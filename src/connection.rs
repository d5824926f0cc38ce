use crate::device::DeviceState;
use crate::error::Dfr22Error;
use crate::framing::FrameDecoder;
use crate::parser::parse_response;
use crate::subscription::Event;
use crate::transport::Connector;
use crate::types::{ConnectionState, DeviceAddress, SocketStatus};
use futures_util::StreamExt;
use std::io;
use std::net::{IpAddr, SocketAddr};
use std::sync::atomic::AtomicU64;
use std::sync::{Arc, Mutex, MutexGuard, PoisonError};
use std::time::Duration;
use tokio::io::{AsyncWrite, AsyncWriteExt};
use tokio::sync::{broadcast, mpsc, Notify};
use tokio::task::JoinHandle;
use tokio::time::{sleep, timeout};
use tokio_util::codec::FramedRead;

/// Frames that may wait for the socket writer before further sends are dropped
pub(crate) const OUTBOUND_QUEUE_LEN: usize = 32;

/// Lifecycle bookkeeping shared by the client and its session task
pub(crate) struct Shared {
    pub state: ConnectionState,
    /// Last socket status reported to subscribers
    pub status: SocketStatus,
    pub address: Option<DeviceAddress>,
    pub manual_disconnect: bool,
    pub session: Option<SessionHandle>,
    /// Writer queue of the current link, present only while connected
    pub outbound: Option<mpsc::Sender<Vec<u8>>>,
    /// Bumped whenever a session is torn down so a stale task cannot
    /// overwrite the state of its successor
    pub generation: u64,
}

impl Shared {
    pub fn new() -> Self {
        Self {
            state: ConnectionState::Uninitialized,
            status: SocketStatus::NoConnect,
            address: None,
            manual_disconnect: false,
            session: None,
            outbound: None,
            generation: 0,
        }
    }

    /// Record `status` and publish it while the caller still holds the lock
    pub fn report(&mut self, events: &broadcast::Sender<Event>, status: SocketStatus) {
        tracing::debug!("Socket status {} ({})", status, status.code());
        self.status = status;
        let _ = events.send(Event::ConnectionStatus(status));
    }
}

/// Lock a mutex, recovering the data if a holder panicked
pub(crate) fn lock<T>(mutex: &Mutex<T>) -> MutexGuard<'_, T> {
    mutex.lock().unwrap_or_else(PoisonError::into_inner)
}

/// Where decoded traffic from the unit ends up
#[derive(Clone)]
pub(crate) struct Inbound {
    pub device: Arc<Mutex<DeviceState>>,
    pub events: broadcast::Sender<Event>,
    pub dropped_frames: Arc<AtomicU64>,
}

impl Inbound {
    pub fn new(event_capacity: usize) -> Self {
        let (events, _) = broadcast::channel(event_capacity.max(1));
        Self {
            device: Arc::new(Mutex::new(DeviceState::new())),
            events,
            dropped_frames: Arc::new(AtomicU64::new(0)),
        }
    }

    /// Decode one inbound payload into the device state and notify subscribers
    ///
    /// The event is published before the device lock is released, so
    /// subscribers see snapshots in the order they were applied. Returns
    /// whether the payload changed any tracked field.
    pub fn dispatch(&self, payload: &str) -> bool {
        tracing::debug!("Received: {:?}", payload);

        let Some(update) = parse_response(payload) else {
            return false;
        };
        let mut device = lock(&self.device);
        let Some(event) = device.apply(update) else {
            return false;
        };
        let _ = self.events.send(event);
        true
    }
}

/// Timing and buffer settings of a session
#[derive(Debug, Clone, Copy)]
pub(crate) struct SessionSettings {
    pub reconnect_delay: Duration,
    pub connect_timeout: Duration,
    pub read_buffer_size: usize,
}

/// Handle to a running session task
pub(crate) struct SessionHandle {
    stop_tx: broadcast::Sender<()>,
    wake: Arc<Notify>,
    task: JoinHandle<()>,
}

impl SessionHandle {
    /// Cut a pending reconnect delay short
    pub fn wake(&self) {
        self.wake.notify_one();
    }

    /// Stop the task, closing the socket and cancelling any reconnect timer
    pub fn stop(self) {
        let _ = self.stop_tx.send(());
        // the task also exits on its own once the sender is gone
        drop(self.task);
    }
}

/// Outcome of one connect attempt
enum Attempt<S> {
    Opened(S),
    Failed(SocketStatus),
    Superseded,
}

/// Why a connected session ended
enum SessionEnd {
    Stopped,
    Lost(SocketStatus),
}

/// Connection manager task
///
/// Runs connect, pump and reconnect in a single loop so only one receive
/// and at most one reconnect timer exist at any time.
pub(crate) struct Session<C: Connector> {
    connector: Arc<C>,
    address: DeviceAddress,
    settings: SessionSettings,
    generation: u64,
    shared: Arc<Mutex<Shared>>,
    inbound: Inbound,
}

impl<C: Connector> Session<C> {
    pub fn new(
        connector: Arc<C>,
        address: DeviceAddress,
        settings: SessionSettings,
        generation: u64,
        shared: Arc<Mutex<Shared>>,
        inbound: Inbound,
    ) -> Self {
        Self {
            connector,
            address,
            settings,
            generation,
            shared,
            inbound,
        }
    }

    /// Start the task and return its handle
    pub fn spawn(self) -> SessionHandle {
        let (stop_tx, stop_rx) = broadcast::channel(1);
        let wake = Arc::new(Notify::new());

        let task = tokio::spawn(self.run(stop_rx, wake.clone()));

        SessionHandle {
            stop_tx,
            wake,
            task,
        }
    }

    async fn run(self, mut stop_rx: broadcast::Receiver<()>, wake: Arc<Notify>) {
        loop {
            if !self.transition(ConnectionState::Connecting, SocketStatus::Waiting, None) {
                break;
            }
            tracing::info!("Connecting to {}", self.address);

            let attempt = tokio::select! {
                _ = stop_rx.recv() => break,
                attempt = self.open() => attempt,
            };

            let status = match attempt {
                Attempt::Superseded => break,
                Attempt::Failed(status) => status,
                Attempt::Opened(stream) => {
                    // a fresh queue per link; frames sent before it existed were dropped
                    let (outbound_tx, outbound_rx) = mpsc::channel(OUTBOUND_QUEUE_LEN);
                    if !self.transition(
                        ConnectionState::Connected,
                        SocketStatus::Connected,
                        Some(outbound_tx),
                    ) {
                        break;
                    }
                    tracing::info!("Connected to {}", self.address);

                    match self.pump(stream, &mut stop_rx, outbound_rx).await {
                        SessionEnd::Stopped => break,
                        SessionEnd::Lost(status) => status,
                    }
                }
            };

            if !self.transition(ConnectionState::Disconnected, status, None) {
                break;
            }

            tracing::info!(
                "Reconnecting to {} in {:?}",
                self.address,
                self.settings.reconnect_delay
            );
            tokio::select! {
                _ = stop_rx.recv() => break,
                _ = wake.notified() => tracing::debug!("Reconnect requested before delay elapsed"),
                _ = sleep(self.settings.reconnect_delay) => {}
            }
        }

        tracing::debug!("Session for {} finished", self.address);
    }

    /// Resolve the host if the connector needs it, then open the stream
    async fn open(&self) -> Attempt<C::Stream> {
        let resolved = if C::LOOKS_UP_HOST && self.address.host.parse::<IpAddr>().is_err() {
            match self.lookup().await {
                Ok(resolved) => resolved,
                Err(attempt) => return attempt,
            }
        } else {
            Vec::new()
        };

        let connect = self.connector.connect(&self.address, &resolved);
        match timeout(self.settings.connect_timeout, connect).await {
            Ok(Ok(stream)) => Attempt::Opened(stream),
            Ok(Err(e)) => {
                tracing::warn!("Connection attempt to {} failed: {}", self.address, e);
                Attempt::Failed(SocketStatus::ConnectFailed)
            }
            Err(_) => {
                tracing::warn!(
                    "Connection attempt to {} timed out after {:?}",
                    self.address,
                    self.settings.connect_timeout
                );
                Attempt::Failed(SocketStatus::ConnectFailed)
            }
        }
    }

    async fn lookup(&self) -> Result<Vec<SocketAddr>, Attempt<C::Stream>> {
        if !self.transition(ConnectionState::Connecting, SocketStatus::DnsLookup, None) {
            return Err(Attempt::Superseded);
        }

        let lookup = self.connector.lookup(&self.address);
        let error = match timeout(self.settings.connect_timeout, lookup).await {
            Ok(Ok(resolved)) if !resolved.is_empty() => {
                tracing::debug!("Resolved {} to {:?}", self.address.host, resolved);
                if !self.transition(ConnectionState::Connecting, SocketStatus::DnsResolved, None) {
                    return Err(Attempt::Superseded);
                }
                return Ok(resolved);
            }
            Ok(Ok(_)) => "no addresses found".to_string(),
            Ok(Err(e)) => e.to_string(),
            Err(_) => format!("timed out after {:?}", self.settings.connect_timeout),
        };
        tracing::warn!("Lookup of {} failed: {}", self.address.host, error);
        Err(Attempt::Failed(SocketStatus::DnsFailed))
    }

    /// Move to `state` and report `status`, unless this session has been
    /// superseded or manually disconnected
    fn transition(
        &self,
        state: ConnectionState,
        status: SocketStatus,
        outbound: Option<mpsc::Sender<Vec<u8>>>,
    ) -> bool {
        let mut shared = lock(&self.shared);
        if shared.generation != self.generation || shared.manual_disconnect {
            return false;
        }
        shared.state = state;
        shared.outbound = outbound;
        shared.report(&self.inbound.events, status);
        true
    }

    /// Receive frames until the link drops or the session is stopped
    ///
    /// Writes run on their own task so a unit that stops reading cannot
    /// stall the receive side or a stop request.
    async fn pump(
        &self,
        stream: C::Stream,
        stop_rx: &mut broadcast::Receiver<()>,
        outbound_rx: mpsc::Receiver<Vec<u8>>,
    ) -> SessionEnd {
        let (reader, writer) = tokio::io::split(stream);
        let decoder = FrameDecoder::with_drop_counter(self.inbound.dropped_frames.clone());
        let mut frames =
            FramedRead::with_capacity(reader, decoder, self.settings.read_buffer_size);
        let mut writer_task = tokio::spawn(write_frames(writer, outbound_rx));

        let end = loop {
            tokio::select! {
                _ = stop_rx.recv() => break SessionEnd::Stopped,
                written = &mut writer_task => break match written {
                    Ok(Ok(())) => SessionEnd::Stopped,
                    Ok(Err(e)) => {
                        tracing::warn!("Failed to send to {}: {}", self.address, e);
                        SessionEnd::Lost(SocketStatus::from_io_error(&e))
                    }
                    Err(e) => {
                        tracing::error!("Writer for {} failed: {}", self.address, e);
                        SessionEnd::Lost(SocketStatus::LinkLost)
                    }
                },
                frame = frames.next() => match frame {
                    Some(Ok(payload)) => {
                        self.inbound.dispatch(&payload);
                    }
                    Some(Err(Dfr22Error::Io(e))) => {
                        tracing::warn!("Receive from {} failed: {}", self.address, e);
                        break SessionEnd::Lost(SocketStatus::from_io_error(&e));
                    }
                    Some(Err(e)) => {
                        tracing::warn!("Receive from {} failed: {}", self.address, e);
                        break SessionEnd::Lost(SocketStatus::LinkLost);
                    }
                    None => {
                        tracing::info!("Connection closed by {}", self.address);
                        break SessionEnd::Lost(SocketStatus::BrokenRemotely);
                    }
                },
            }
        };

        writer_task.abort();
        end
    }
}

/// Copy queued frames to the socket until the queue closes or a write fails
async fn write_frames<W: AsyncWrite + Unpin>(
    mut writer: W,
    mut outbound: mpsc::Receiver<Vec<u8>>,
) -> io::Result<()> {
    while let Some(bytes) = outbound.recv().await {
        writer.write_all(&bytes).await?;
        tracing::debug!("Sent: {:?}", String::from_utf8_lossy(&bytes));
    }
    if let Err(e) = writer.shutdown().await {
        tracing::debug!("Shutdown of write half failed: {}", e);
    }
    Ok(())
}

PROBLEM TO SOLVE ::
Show every line from the listing that contains "dispatch".

COMPLETED TASK ::
    pub fn dispatch(&self, payload: &str) -> bool {
                        self.inbound.dispatch(&payload);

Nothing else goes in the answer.